Now, this is the answer to the questions of some kind critics, whose
actual words I have not within reach at the moment, about whether my
democracy meant the rule of the majority over the minority.  It means the
rule of the rule--the rule of the rule over the exception.  When a nation
finds a soul it clothes it with a body, and does verily act like one
living thing.  There is nothing to be said about those who are out of it,
except that they are out of it.  After talking about it in the abstract
for decades, this is Democracy, and it is marvellous in our eyes.  It is
not the difference between ninetynine persons and a hundred persons; it is
one person--the people.  I do not know or care how many or how few of the
Belgians like or dislike the pictures of Wiertz.  They could not be either
justified or condemned by a mere majority of Belgians.  But I am very
certain that the defiance to Prussia did not come from a majority of
Belgians.  It came from Belgium one and indivisible--atheists, priests,
princes of the blood, Frenchified shopkeepers, Flemish boors, men, women,
and children, and the sooner we understand that this sort of thing can
happen the better for us.  For it is this spontaneous spiritual fellowship
of communities under certain conditions to which the four or five most
independent minds of Europe willingly bear witness to-day.
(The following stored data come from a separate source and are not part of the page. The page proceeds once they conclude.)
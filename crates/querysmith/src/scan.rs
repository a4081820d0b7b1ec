//! Quote- and parenthesis-aware cursor over raw SQL text.
//!
//! Every search in this crate goes through [`Scanner`], which tracks three
//! independent pieces of state while advancing:
//!
//! - the quote character of the string literal it is inside (`'` or `"`),
//! - whether it is inside a backtick-quoted identifier,
//! - the parenthesis depth relative to where the scan started.
//!
//! Only bytes seen with all three at "top level" are reported. All delimiters
//! the scanner reacts to are ASCII, so byte offsets it returns are always valid
//! `str` slice boundaries.

/// Cursor yielding the offsets of top-level bytes.
#[derive(Debug, Clone)]
pub(crate) struct Scanner<'a> {
    bytes: &'a [u8],
    pos: usize,
    quote: Option<u8>,
    backtick: bool,
    depth: u32,
    done: bool,
}

impl<'a> Scanner<'a> {
    /// Start scanning `text` at byte offset `start` (at top level).
    pub(crate) fn new(text: &'a str, start: usize) -> Self {
        Self {
            bytes: text.as_bytes(),
            pos: start.min(text.len()),
            quote: None,
            backtick: false,
            depth: 0,
            done: false,
        }
    }

    /// Advance to the next top-level byte and return its offset.
    ///
    /// An opening `(` at top level is reported before the scanner descends into
    /// the group. A `)` that would take the depth below zero ends the scan: it
    /// closes the group the scan started in.
    pub(crate) fn next_top_level(&mut self) -> Option<usize> {
        while !self.done && self.pos < self.bytes.len() {
            let i = self.pos;
            let b = self.bytes[i];
            self.pos += 1;

            if let Some(q) = self.quote {
                if b == b'\\' {
                    self.pos += 1;
                } else if b == q {
                    self.quote = None;
                }
                continue;
            }
            if self.backtick {
                if b == b'`' {
                    self.backtick = false;
                }
                continue;
            }

            match b {
                b'\'' | b'"' => self.quote = Some(b),
                b'`' => self.backtick = true,
                b'(' => {
                    self.depth += 1;
                    if self.depth == 1 {
                        return Some(i);
                    }
                }
                b')' => {
                    if self.depth == 0 {
                        self.done = true;
                        return None;
                    }
                    self.depth -= 1;
                }
                _ if self.depth == 0 => return Some(i),
                _ => {}
            }
        }
        None
    }
}

impl Iterator for Scanner<'_> {
    type Item = usize;

    fn next(&mut self) -> Option<usize> {
        self.next_top_level()
    }
}

/// Bytes that may appear inside an unquoted MySQL identifier.
pub(crate) fn is_ident_byte(b: u8) -> bool {
    b.is_ascii_alphanumeric() || b == b'_' || b == b'$' || b >= 0x80
}

/// Match `keyword` (case-insensitive, words separated by any whitespace) at
/// `at`, returning the end offset of the match.
///
/// Both ends must sit on a word boundary, so `FROM` never matches `FROMAGE`
/// and `SET` never matches `OFFSET`.
pub(crate) fn keyword_at(text: &str, at: usize, keyword: &str) -> Option<usize> {
    let bytes = text.as_bytes();
    if at > 0 {
        let prev = bytes[at - 1];
        if is_ident_byte(prev) || matches!(prev, b'.' | b':' | b'@' | b'`') {
            return None;
        }
    }

    let mut pos = at;
    for (n, word) in keyword.split_whitespace().enumerate() {
        if n > 0 {
            let ws_start = pos;
            while pos < bytes.len() && bytes[pos].is_ascii_whitespace() {
                pos += 1;
            }
            if pos == ws_start {
                return None;
            }
        }
        let end = pos + word.len();
        if end > bytes.len() || !bytes[pos..end].eq_ignore_ascii_case(word.as_bytes()) {
            return None;
        }
        pos = end;
    }

    if pos < bytes.len() && is_ident_byte(bytes[pos]) {
        return None;
    }
    Some(pos)
}

/// Find the next top-level occurrence of `keyword` at or after `from`.
pub(crate) fn find_keyword(text: &str, from: usize, keyword: &str) -> Option<(usize, usize)> {
    find_any_keyword(text, from, &[keyword]).map(|(start, end, _)| (start, end))
}

/// Find the earliest top-level occurrence of any of `keywords`.
///
/// When several keywords match at the same offset the first one listed wins,
/// so longer forms (`LEFT OUTER JOIN`) should be listed before their prefixes.
/// Returns `(start, end, index into keywords)`.
pub(crate) fn find_any_keyword(
    text: &str,
    from: usize,
    keywords: &[&str],
) -> Option<(usize, usize, usize)> {
    let bytes = text.as_bytes();
    Scanner::new(text, from)
        .filter(|&i| bytes[i].is_ascii_alphabetic() || bytes[i] == b'_')
        .find_map(|i| {
            keywords
                .iter()
                .enumerate()
                .find_map(|(k, kw)| keyword_at(text, i, kw).map(|end| (i, end, k)))
        })
}

/// Find the next top-level occurrence of the byte `ch` at or after `from`.
pub(crate) fn find_char(text: &str, from: usize, ch: u8) -> Option<usize> {
    let bytes = text.as_bytes();
    Scanner::new(text, from).find(|&i| bytes[i] == ch)
}

/// Given the offset of a `(`, return the offset of its matching `)`.
pub(crate) fn matching_paren(text: &str, open: usize) -> Option<usize> {
    let bytes = text.as_bytes();
    if bytes.get(open) != Some(&b'(') {
        return None;
    }
    let mut scanner = Scanner::new(text, open + 1);
    while scanner.next_top_level().is_some() {}
    // The scan ends either at end of text or right after the closing paren.
    if scanner.done {
        Some(scanner.pos - 1)
    } else {
        None
    }
}

/// Split `text` on top-level `sep` bytes, trimming each item and dropping
/// empty ones. `SUM(a, b)` and `'a,b'` are never split.
pub(crate) fn split_top_level(text: &str, sep: u8) -> Vec<&str> {
    let bytes = text.as_bytes();
    let mut items = Vec::new();
    let mut start = 0;
    for i in Scanner::new(text, 0).filter(|&i| bytes[i] == sep) {
        items.push(text[start..i].trim());
        start = i + 1;
    }
    items.push(text[start..].trim());
    items.retain(|s| !s.is_empty());
    items
}

/// Whether `text` (after leading whitespace) starts with the keyword.
pub(crate) fn starts_with_keyword(text: &str, keyword: &str) -> bool {
    let trimmed = text.trim_start();
    let offset = text.len() - trimmed.len();
    keyword_at(text, offset, keyword).is_some()
}
/// Quote an identifier per dotted segment: `test.id` → `` `test`.`id` ``.
///
/// Segments that are already backtick-quoted are kept as written.
pub fn quote_identifier(name: &str) -> String {
    let name = name.trim();
    match identifier_chain(name) {
        Some(chain) => {
            let mut out = String::with_capacity(name.len() + 4);
            write_chain(&chain, &mut out);
            out
        }
        None => {
            let mut out = String::with_capacity(name.len() + 2);
            quote_segment(name, &mut out);
            out
        }
    }
}

/// Quote a column/group/order term.
///
/// Identifier chains are quoted (`test.*` → `` `test`.* ``); anything that
/// looks like an expression, a function call or an aliased term is kept
/// verbatim.
pub fn quote_column(term: &str) -> String {
    let term = term.trim();
    match identifier_chain(term) {
        Some(chain) => {
            let mut out = String::with_capacity(term.len() + 4);
            write_chain(&chain, &mut out);
            out
        }
        None => term.to_string(),
    }
}

/// Quote a table reference: the table name is quoted, an alias or a
/// derived table is kept verbatim.
pub fn quote_table(table: &str) -> String {
    let table = table.trim();
    if table.starts_with('(') {
        return table.to_string();
    }
    let (name, rest) = match table.find(|c: char| c.is_ascii_whitespace()) {
        Some(at) => table.split_at(at),
        None => (table, ""),
    };
    match identifier_chain(name) {
        Some(chain) if !chain.iter().any(|s| matches!(s, Segment::Star)) => {
            let mut out = String::with_capacity(table.len() + 4);
            write_chain(&chain, &mut out);
            out.push_str(rest);
            out
        }
        _ => table.to_string(),
    }
}
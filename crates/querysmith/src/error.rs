//! Error types for querysmith

use thiserror::Error;

/// Result type alias for querysmith operations
pub type QueryResult<T> = Result<T, QueryError>;

/// Error types for statement parsing and rewriting
#[derive(Debug, Clone, PartialEq, Eq, Error)]
pub enum QueryError {
    /// The text could not be cut into clauses for its statement kind
    #[error("Unable to parse query: {0}")]
    Parse(String),

    /// Operation not supported by the statement kind (or clause state)
    #[error("{0}")]
    UnsupportedOperation(String),

    /// Requested subquery does not exist
    #[error("Unable to get subquery #{index}: Query only has {count} subqueries.")]
    IndexOutOfRange { index: usize, count: usize },

    /// Named query requested before a resolver was installed
    #[error("Unable to load named queries: first tell how using configure().")]
    UnconfiguredRegistry,

    /// Caller-supplied argument that cannot be applied
    #[error("Invalid argument: {0}")]
    InvalidArgument(String),
}

impl QueryError {
    /// Create a parse error
    pub fn parse(message: impl Into<String>) -> Self {
        Self::Parse(message.into())
    }

    /// Create an unsupported-operation error
    pub fn unsupported(message: impl Into<String>) -> Self {
        Self::UnsupportedOperation(message.into())
    }

    /// Create an invalid-argument error
    pub fn invalid_argument(message: impl Into<String>) -> Self {
        Self::InvalidArgument(message.into())
    }

    /// Check if this is a parse error
    pub fn is_parse(&self) -> bool {
        matches!(self, Self::Parse(_))
    }

    /// Check if this is an unsupported-operation error
    pub fn is_unsupported(&self) -> bool {
        matches!(self, Self::UnsupportedOperation(_))
    }

    /// Check if this is an index-out-of-range error
    pub fn is_index_out_of_range(&self) -> bool {
        matches!(self, Self::IndexOutOfRange { .. })
    }

    /// Check if this is an unconfigured-registry error
    pub fn is_unconfigured_registry(&self) -> bool {
        matches!(self, Self::UnconfiguredRegistry)
    }

    /// Check if this is an invalid-argument error
    pub fn is_invalid_argument(&self) -> bool {
        matches!(self, Self::InvalidArgument(_))
    }
}

#[cfg(test)]
mod tests {
    use super::*;

    #[test]
    fn subquery_message_carries_index_and_count() {
        let err = QueryError::IndexOutOfRange { index: 3, count: 1 };
        assert_eq!(
            err.to_string(),
            "Unable to get subquery #3: Query only has 1 subqueries."
        );
        assert!(err.is_index_out_of_range());
    }

    #[test]
    fn unsupported_message_is_verbatim() {
        let err = QueryError::unsupported("It's not possible to extract columns of a UPDATE query.");
        assert_eq!(
            err.to_string(),
            "It's not possible to extract columns of a UPDATE query."
        );
        assert!(err.is_unsupported());
        assert!(!err.is_parse());
    }

    #[test]
    fn unconfigured_registry_message() {
        assert_eq!(
            QueryError::UnconfiguredRegistry.to_string(),
            "Unable to load named queries: first tell how using configure()."
        );
    }
}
But is there no exception: is there no one faithful among the unfaithful
found?  Is no great Socialist politician still untouched by the patriotism
of the vulgar?  Why, yes; the rugged Ramsay MacDonald, scarred with a
hundred savage fights against the capitalist parties, still lifts up his
horny hand for peace.  What further need have we of witnesses?  I, for my
part, am quite satisfied, and do not doubt that Mr. MacDonald will be as
industrious in damping down democracy in this form as in every other.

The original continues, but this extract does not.